Yes, this is a bloke who gets to decide whether someone else is of good character.

Which brings us to Chelsea Manning and the government’s refusal to grant her a visa for a speaking tour to warn of the dangers of the surveillance state on grounds of her “character”. Now, Manning is a problematic and controversial figure. As a soldier, and when she was called Bradley Manning, she was sentenced to 35-years jail for leaking hundreds of thousands of diplomatic cables and army reports to Wikileaks and Julian Assange. This was the leak which essentially created the myth of Assange.

Home Affairs Minister Peter Dutton is the person who decides whether someone is of good character and will be granted a visa. (Pic: Lukas Coch/AAP)
Home Affairs Minister Peter Dutton is the person who decides whether someone is of good character and will be granted a visa. (Pic: Lukas Coch/AAP)

Without it, there is every chance he would have remained a largely unknown fringe hacker. Manning served seven years before former US president Barack Obama commuted the sentence. He didn’t pardon Manning, but did release her.

Since then Manning has spoken in countries such as Sweden, Germany and Canada about the dangers of government overreach in surveillance, the creation of a police state and the threat companies such as Google and Facebook pose to data privacy.

She is also about to visit New Zealand.

But Australia has denied her a visa.

And strangely enough there has been no uprising of anger from all the usual voices on the right about free speech being denied. Again, the right has proven to have no interest in actual free speech. The only speech they are interested in is their own. Their own voices, their own views.

Compare the reaction to when far-right Canadian internet celebrity Laura Southern was briefly denied a visa earlier this year because she filled out the wrong form. Columnist Andrew Bolt was a supporter and Senator Cory Bernardi suspected “political interference’’ was at work.

Chelsea Manning hasn’t been granted a visa but will take part in a speaking tour via video link. (Pic: Patrick Semansky/AAP)
Chelsea Manning hasn’t been granted a visa but will take part in a speaking tour via video link. (Pic: Patrick Semansky/AAP)

You can argue that what separates the cases of Southern and Manning is that the latter has a criminal conviction. And it is true that under section 501 of the immigration act one of the reasons for denying a visa to enter Australia is a criminal conviction. But convicted criminals have been allowed to tour Australia before. Former British MP and author Jeffrey Archer for one.

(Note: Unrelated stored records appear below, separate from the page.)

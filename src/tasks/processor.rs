//! Asynchronous task processor: a bounded queue drained by a single worker.

use super::cache::{ResultCache, TaskCounts};
use super::model::{Task, TaskResult};
use super::parser::SignalParser;
use crate::clock::{Clock, SystemClock};
use crate::config::TaskConfig;
use chrono::Duration as TimeDelta;
use futures::FutureExt;
use parking_lot::Mutex;
use serde_json::Value;
use std::any::Any;
use std::panic::AssertUnwindSafe;
use std::sync::Arc;
use std::sync::atomic::{AtomicBool, Ordering};
use std::time::Duration;
use thiserror::Error;
use tokio::sync::mpsc::error::TrySendError;
use tokio::sync::{mpsc, watch};
use tokio::task::JoinHandle;
use tokio::time::{Instant, interval_at, timeout};
use tracing::{debug, error, info, warn};
use uuid::Uuid;

/// Error recorded on tasks that were still queued when the processor stopped.
pub const SHUTDOWN_ERROR: &str = "task processor shut down before the task started";

/// Error recorded on a task whose parser outlived the shutdown timeout.
pub const ABANDONED_ERROR: &str = "task processor shut down while the task was running";

/// Reasons a submission is rejected.
#[derive(Debug, Clone, PartialEq, Eq, Error)]
pub enum SubmitError {
    /// The queue is at capacity.
    #[error("task queue is full (capacity {capacity})")]
    QueueFull {
        /// Queue capacity.
        capacity: usize,
    },
    /// The processor has been stopped.
    #[error("task processor is stopped")]
    Stopped,
    /// A caller-supplied id is already in use.
    #[error("task id already exists: {0}")]
    Duplicate(String),
    /// A caller-supplied id is blank.
    #[error("task id must not be empty")]
    InvalidId,
}

/// Snapshot of processor activity.
#[derive(Debug, Clone, Copy, PartialEq, Eq)]
pub struct TaskStats {
    /// Results by status.
    pub counts: TaskCounts,
    /// Tasks waiting in the channel.
    pub queue_depth: usize,
    /// Channel capacity.
    pub queue_capacity: usize,
    /// Whether the worker loop is running.
    pub running: bool,
}

/// State shared between the processor handle and its worker loop.
struct Worker {
    results: Arc<ResultCache>,
    parser: Arc<dyn SignalParser>,
    clock: Arc<dyn Clock>,
    poll_interval: Duration,
    cleanup_interval: Duration,
    max_age_hours: u64,
}

impl Worker {
    async fn run(self, mut rx: mpsc::Receiver<Task>, mut shutdown: watch::Receiver<bool>) {
        info!(
            "Task processor started (poll interval {:?}, cleanup every {:?})",
            self.poll_interval, self.cleanup_interval
        );

        let mut cleanup_timer = interval_at(
            Instant::now() + self.cleanup_interval,
            self.cleanup_interval,
        );

        loop {
            if *shutdown.borrow() {
                break;
            }

            tokio::select! {
                biased;
                changed = shutdown.changed() => {
                    if changed.is_err() {
                        // Processor handle dropped without stop().
                        break;
                    }
                }
                _ = cleanup_timer.tick() => {
                    cleanup(&self.results, self.clock.as_ref(), self.max_age_hours);
                }
                received = timeout(self.poll_interval, rx.recv()) => match received {
                    Ok(Some(task)) => self.process(task).await,
                    Ok(None) => break,
                    Err(_) => {}
                },
            }
        }

        drain(&mut rx, &self.results, self.clock.as_ref());
        info!("Task processor stopped");
    }

    async fn process(&self, task: Task) {
        let Task { task_id, payload, .. } = task;

        if !self.results.mark_processing(&task_id, self.clock.now()) {
            warn!("Skipping task {}: no queued result entry", task_id);
            return;
        }
        debug!("Processing task {}", task_id);

        let parser = Arc::clone(&self.parser);
        let outcome = AssertUnwindSafe(async move { parser.parse(payload).await })
            .catch_unwind()
            .await;
        let finished = self.clock.now();

        match outcome {
            Ok(Ok(result)) => {
                self.results.mark_completed(&task_id, result, finished);
                debug!("Task {} completed", task_id);
            }
            Ok(Err(e)) => {
                warn!("Task {} failed: {}", task_id, e);
                self.results.mark_failed(&task_id, e.to_string(), finished);
            }
            Err(panic) => {
                let message = panic_message(&*panic);
                error!("Task {} panicked in parser: {}", task_id, message);
                self.results
                    .mark_failed(&task_id, format!("parser panicked: {}", message), finished);
            }
        }
    }
}

/// Decoupled executor for signal parsing requests.
///
/// Producers call [`TaskProcessor::submit`] and poll
/// [`TaskProcessor::get_status`]; one worker loop started by
/// [`TaskProcessor::start`] is the only consumer of the queue and the only
/// writer of task results.
pub struct TaskProcessor {
    sender: mpsc::Sender<Task>,
    receiver: Mutex<Option<mpsc::Receiver<Task>>>,
    results: Arc<ResultCache>,
    parser: Arc<dyn SignalParser>,
    clock: Arc<dyn Clock>,
    config: TaskConfig,
    capacity: usize,
    accepting: AtomicBool,
    shutdown_tx: watch::Sender<bool>,
    worker: Mutex<Option<JoinHandle<()>>>,
}

impl TaskProcessor {
    /// Creates a stopped processor using the system clock.
    #[must_use]
    pub fn new(config: &TaskConfig, parser: Arc<dyn SignalParser>) -> Self {
        Self::with_clock(config, parser, Arc::new(SystemClock::new()))
    }

    /// Creates a stopped processor reading time from `clock`.
    #[must_use]
    pub fn with_clock(
        config: &TaskConfig,
        parser: Arc<dyn SignalParser>,
        clock: Arc<dyn Clock>,
    ) -> Self {
        let capacity = config.queue_capacity.max(1);
        let (sender, receiver) = mpsc::channel(capacity);
        let (shutdown_tx, _) = watch::channel(false);

        Self {
            sender,
            receiver: Mutex::new(Some(receiver)),
            results: Arc::new(ResultCache::new()),
            parser,
            clock,
            config: config.clone(),
            capacity,
            accepting: AtomicBool::new(true),
            shutdown_tx,
            worker: Mutex::new(None),
        }
    }

    /// Spawns the worker loop on the current tokio runtime.
    ///
    /// Returns `false` if the loop was already started or the processor was stopped.
    pub fn start(&self) -> bool {
        let Some(rx) = self.receiver.lock().take() else {
            return false;
        };

        let worker = Worker {
            results: Arc::clone(&self.results),
            parser: Arc::clone(&self.parser),
            clock: Arc::clone(&self.clock),
            poll_interval: Duration::from_millis(self.config.poll_interval_ms.max(1)),
            cleanup_interval: Duration::from_secs(self.config.cleanup_interval_secs.max(1)),
            max_age_hours: self.config.max_age_hours,
        };
        let handle = tokio::spawn(worker.run(rx, self.shutdown_tx.subscribe()));
        *self.worker.lock() = Some(handle);
        true
    }

    /// Stops accepting tasks, lets the task in flight finish, then marks every
    /// task still queued as failed.
    ///
    /// The task in flight gets `shutdown_timeout_secs` to finish. Past that
    /// the worker is aborted and the task is failed with [`ABANDONED_ERROR`].
    pub async fn stop(&self) {
        self.accepting.store(false, Ordering::SeqCst);
        self.shutdown_tx.send_replace(true);

        let handle = self.worker.lock().take();
        if let Some(mut handle) = handle {
            let deadline = Duration::from_secs(self.config.shutdown_timeout_secs.max(1));
            match timeout(deadline, &mut handle).await {
                Ok(Ok(())) => {}
                Ok(Err(e)) => error!("Task processor worker ended abnormally: {}", e),
                Err(_) => {
                    handle.abort();
                    error!(
                        "Task processor worker did not stop within {:?}, aborted",
                        deadline
                    );
                }
            }
        }

        // Never started: nothing consumed the queue.
        let rx = self.receiver.lock().take();
        if let Some(mut rx) = rx {
            drain(&mut rx, &self.results, self.clock.as_ref());
        }

        // Left behind by an aborted or crashed worker.
        let abandoned = self
            .results
            .fail_unfinished(SHUTDOWN_ERROR, ABANDONED_ERROR, self.clock.now());
        if abandoned > 0 {
            warn!("Marked {} unfinished tasks as failed after shutdown", abandoned);
        }
    }

    /// Enqueues a payload and returns its task id.
    ///
    /// The queued result exists before this returns, so an immediate poll
    /// never reports "not found". Never blocks: a full queue is rejected.
    ///
    /// # Errors
    /// Returns error if the queue is full, the processor is stopped, or a
    /// caller-supplied id is blank or already used.
    pub fn submit(&self, payload: Value, task_id: Option<String>) -> Result<String, SubmitError> {
        if !self.accepting.load(Ordering::SeqCst) {
            return Err(SubmitError::Stopped);
        }

        let task_id = match task_id {
            Some(id) if id.trim().is_empty() => return Err(SubmitError::InvalidId),
            Some(id) => id,
            None => Uuid::new_v4().to_string(),
        };

        let task = Task {
            task_id: task_id.clone(),
            payload,
            submitted_at: self.clock.now(),
        };

        if !self.results.insert_queued(&task) {
            return Err(SubmitError::Duplicate(task_id));
        }

        match self.sender.try_send(task) {
            Ok(()) => {
                debug!("Task {} queued", task_id);
                Ok(task_id)
            }
            Err(TrySendError::Full(_)) => {
                self.results.remove(&task_id);
                warn!("Rejected task {}: queue full", task_id);
                Err(SubmitError::QueueFull {
                    capacity: self.capacity,
                })
            }
            Err(TrySendError::Closed(_)) => {
                self.results.remove(&task_id);
                Err(SubmitError::Stopped)
            }
        }
    }

    /// Returns the current result for `task_id`.
    #[must_use]
    pub fn get_status(&self, task_id: &str) -> Option<TaskResult> {
        self.results.get(task_id)
    }

    /// Removes results older than `max_age_hours` and any with corrupt
    /// timestamps. Returns the number removed.
    pub fn cleanup(&self, max_age_hours: u64) -> usize {
        cleanup(&self.results, self.clock.as_ref(), max_age_hours)
    }

    /// Snapshot of queue and result counts.
    #[must_use]
    pub fn stats(&self) -> TaskStats {
        TaskStats {
            counts: self.results.counts(),
            queue_depth: self.capacity.saturating_sub(self.sender.capacity()),
            queue_capacity: self.capacity,
            running: self.is_running(),
        }
    }

    /// Whether the worker loop is running.
    #[must_use]
    pub fn is_running(&self) -> bool {
        self.worker
            .lock()
            .as_ref()
            .is_some_and(|handle| !handle.is_finished())
    }

    /// Configured result retention in hours.
    #[must_use]
    pub fn max_age_hours(&self) -> u64 {
        self.config.max_age_hours
    }
}

fn cleanup(results: &ResultCache, clock: &dyn Clock, max_age_hours: u64) -> usize {
    let cutoff = i64::try_from(max_age_hours)
        .ok()
        .and_then(TimeDelta::try_hours)
        .and_then(|age| clock.now().checked_sub_signed(age));
    let removed = results.purge(cutoff);
    if removed > 0 {
        info!(
            "Cleaned up {} task results older than {}h",
            removed, max_age_hours
        );
    }
    removed
}

fn drain(rx: &mut mpsc::Receiver<Task>, results: &ResultCache, clock: &dyn Clock) {
    rx.close();
    let mut abandoned = 0usize;
    while let Ok(task) = rx.try_recv() {
        results.mark_failed(&task.task_id, SHUTDOWN_ERROR.to_string(), clock.now());
        abandoned += 1;
    }
    if abandoned > 0 {
        warn!(
            "Marked {} queued tasks as failed during shutdown",
            abandoned
        );
    }
}

fn panic_message(panic: &(dyn Any + Send)) -> String {
    if let Some(s) = panic.downcast_ref::<&str>() {
        (*s).to_string()
    } else if let Some(s) = panic.downcast_ref::<String>() {
        s.clone()
    } else {
        "unknown panic".to_string()
    }
}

The same immigration act section also includes other reasons for denying a visa on character grounds. These include if there is a risk the person would: “Vilify a segment of the Australian community or incite discord in the Australian community or in a segment of that community’’. Southern came with the express intention of doing just that.

Then we have professional troll Milo Yiannopoulos touring Australia later in the year. Yiannopoulos has previously made comments interpreted as supporting paedophilia. He is touring with Fraser “final solution” Anning and conservative commentator Anne Coulter.

It can be taken as read there will be a bit of vilification in there somewhere.

Let them ventilate whatever crackpot ideas they have to the small audiences they attract. My only request would be that people don’t demonstrate against them. It only encourages them. Yiannopoulos is an itch in search of a scratch. Don’t give him the satisfaction.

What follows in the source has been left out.